In the records below, take the line containing "balances.remove(from);" and every line following it, and write them out exactly.

(Beginning of Available data)

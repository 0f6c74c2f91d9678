//! # Token Ledger
//!
//! An OEP-4 style fungible token: fixed supply minted once to an admin,
//! direct transfers, batched transfers and allowance-based delegated
//! transfers.
//!
//! ## Storage rules
//!
//! - A balance entry exists only while it is non-zero. Debiting an account
//!   to zero removes it.
//! - An allowance entry is removed once it is fully consumed (or approved
//!   down to zero).
//! - Every check runs before the first write, so an `Err` from any method
//!   means nothing changed. `transfer_multi` stages the whole batch on a
//!   scratch copy of the balances and commits it in one swap.

use serde::{Deserialize, Serialize};
use std::collections::BTreeMap;
use tracing::{debug, info};

use super::error::LedgerError;
use super::event::LedgerEvent;
use super::FungibleLedger;
use crate::config::{TokenConfig, MAX_TRANSFER_BATCH};
use crate::identity::{Address, Caller};

/// One leg of a [`TokenLedger::transfer_multi`] batch.
#[derive(Clone, Debug, PartialEq, Eq, Serialize, Deserialize)]
pub struct TransferItem {
    pub from: Address,
    pub to: Address,
    pub amount: u64,
}

/// A fungible token ledger.
#[derive(Clone, Debug, Serialize, Deserialize)]
pub struct TokenLedger {
    address: Address,
    name: String,
    symbol: String,
    decimals: u8,
    admin: Address,
    /// Supply minted by `init`. Zero until then.
    total_supply: u64,
    /// Supply `init` will mint.
    configured_supply: u64,
    /// Set by the first successful `init`, whatever supply it minted.
    initialized: bool,
    balances: BTreeMap<Address, u64>,
    /// `owner -> spender -> remaining allowance`.
    allowances: BTreeMap<Address, BTreeMap<Address, u64>>,
    /// Events since the last [`take_events`](Self::take_events).
    #[serde(skip)]
    events: Vec<LedgerEvent>,
}

impl TokenLedger {
    /// Creates an uninitialized ledger at `address`. No units exist until
    /// the admin calls [`init`](Self::init).
    pub fn new(address: Address, config: &TokenConfig) -> Self {
        Self {
            address,
            name: config.name.clone(),
            symbol: config.symbol.clone(),
            decimals: config.decimals,
            admin: config.admin,
            total_supply: 0,
            configured_supply: config.total_supply,
            initialized: false,
            balances: BTreeMap::new(),
            allowances: BTreeMap::new(),
            events: Vec::new(),
        }
    }

    /// Mints the configured supply to the admin. Callable once, by the admin.
    ///
    /// # Errors
    ///
    /// [`LedgerError::Unauthorized`] if the caller is not the admin,
    /// [`LedgerError::AlreadyInitialized`] on a second call.
    pub fn init(&mut self, caller: &Caller) -> Result<u64, LedgerError> {
        if caller.address() != self.admin {
            return Err(LedgerError::Unauthorized(caller.address()));
        }
        if self.is_initialized() {
            return Err(LedgerError::AlreadyInitialized);
        }

        let supply = self.configured_supply;
        self.initialized = true;
        self.total_supply = supply;
        if supply > 0 {
            self.balances.insert(self.admin, supply);
        }
        self.events.push(LedgerEvent::Transfer {
            from: Address::ZERO,
            to: self.admin,
            amount: supply,
        });

        info!(token = %self.symbol, admin = %self.admin, supply, "token initialized");
        Ok(supply)
    }

    pub fn is_initialized(&self) -> bool {
        self.initialized
    }

    pub fn name(&self) -> &str {
        &self.name
    }

    pub fn symbol(&self) -> &str {
        &self.symbol
    }

    pub fn decimals(&self) -> u8 {
        self.decimals
    }

    pub fn total_supply(&self) -> u64 {
        self.total_supply
    }

    pub fn admin(&self) -> Address {
        self.admin
    }

    /// Remaining amount `spender` may move out of `owner`'s balance.
    pub fn allowance(&self, owner: &Address, spender: &Address) -> u64 {
        self.allowances
            .get(owner)
            .and_then(|spenders| spenders.get(spender))
            .copied()
            .unwrap_or(0)
    }

    /// All non-zero balances, ordered by address.
    pub fn balances(&self) -> impl Iterator<Item = (&Address, u64)> {
        self.balances.iter().map(|(addr, amount)| (addr, *amount))
    }

    /// Sets `spender`'s allowance from the caller to exactly `amount`,
    /// replacing any previous value.
    pub fn approve(
        &mut self,
        owner: &Caller,
        spender: &Address,
        amount: u64,
    ) -> Result<(), LedgerError> {
        let owner_addr = owner.address();
        if amount == 0 {
            if let Some(spenders) = self.allowances.get_mut(&owner_addr) {
                spenders.remove(spender);
                if spenders.is_empty() {
                    self.allowances.remove(&owner_addr);
                }
            }
        } else {
            self.allowances
                .entry(owner_addr)
                .or_default()
                .insert(*spender, amount);
        }

        self.events.push(LedgerEvent::Approval {
            owner: owner_addr,
            spender: *spender,
            amount,
        });
        debug!(owner = %owner_addr, spender = %spender, amount, "allowance set");
        Ok(())
    }

    /// Applies a batch of transfers, all of which must debit the caller.
    /// Either every leg applies or none does.
    pub fn transfer_multi(
        &mut self,
        caller: &Caller,
        items: &[TransferItem],
    ) -> Result<(), LedgerError> {
        if items.len() > MAX_TRANSFER_BATCH {
            return Err(LedgerError::BatchTooLarge {
                len: items.len(),
                max: MAX_TRANSFER_BATCH,
            });
        }
        if let Some(item) = items.iter().find(|item| item.from != caller.address()) {
            return Err(LedgerError::Unauthorized(item.from));
        }
        if items.iter().any(|item| item.amount == 0) {
            return Err(LedgerError::InvalidArgument("transfer amount must be positive".into()));
        }

        let mut staged = self.balances.clone();
        for item in items {
            move_balance(&mut staged, &item.from, &item.to, item.amount)?;
        }
        self.balances = staged;

        self.events.extend(items.iter().map(|item| LedgerEvent::Transfer {
            from: item.from,
            to: item.to,
            amount: item.amount,
        }));
        debug!(from = %caller.address(), legs = items.len(), "batch transfer applied");
        Ok(())
    }

    /// Drains the events emitted since the last call.
    pub fn take_events(&mut self) -> Vec<LedgerEvent> {
        std::mem::take(&mut self.events)
    }
}

impl FungibleLedger for TokenLedger {
    fn address(&self) -> Address {
        self.address
    }

    fn balance_of(&self, account: &Address) -> u64 {
        self.balances.get(account).copied().unwrap_or(0)
    }

    fn transfer(&mut self, from: &Caller, to: &Address, amount: u64) -> Result<(), LedgerError> {
        if amount == 0 {
            return Err(LedgerError::InvalidArgument("transfer amount must be positive".into()));
        }
        let from_addr = from.address();
        move_balance(&mut self.balances, &from_addr, to, amount)?;

        self.events.push(LedgerEvent::Transfer {
            from: from_addr,
            to: *to,
            amount,
        });
        debug!(from = %from_addr, to = %to, amount, "transfer");
        Ok(())
    }

    fn transfer_from(
        &mut self,
        spender: &Caller,
        owner: &Address,
        to: &Address,
        amount: u64,
    ) -> Result<(), LedgerError> {
        let spender_addr = spender.address();

        let available = self.balance_of(owner);
        if available < amount {
            return Err(LedgerError::InsufficientBalance {
                account: *owner,
                available,
                requested: amount,
            });
        }

        let allowed = self.allowance(owner, &spender_addr);
        if allowed < amount {
            return Err(LedgerError::InsufficientAllowance {
                owner: *owner,
                spender: spender_addr,
                allowed,
                requested: amount,
            });
        }

        move_balance(&mut self.balances, owner, to, amount)?;

        let remaining = allowed - amount;
        if let Some(spenders) = self.allowances.get_mut(owner) {
            if remaining == 0 {
                spenders.remove(&spender_addr);
            } else {
                spenders.insert(spender_addr, remaining);
            }
            if spenders.is_empty() {
                self.allowances.remove(owner);
            }
        }

        self.events.push(LedgerEvent::Transfer {
            from: *owner,
            to: *to,
            amount,
        });
        debug!(owner = %owner, spender = %spender_addr, to = %to, amount, "delegated transfer");
        Ok(())
    }
}

/// Debits `from` and credits `to` in `balances`, or changes nothing.
fn move_balance(
    balances: &mut BTreeMap<Address, u64>,
    from: &Address,
    to: &Address,
    amount: u64,
) -> Result<(), LedgerError> {
    let from_balance = balances.get(from).copied().unwrap_or(0);
    if from_balance < amount {
        return Err(LedgerError::InsufficientBalance {
            account: *from,
            available: from_balance,
            requested: amount,
        });
    }
    if from == to || amount == 0 {
        return Ok(());
    }

    let to_balance = balances.get(to).copied().unwrap_or(0);
    let credited = to_balance
        .checked_add(amount)
        .ok_or(LedgerError::Overflow { account: *to })?;

    let debited = from_balance - amount;
    if debited == 0 {
        balances.remove(from);
    } else {
        balances.insert(*from, debited);
    }
    balances.insert(*to, credited);
    Ok(())
}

(End of Available data)

Problem solution =
        balances.remove(from);
    } else {
        balances.insert(*from, debited);
    }
    balances.insert(*to, credited);
    Ok(())
}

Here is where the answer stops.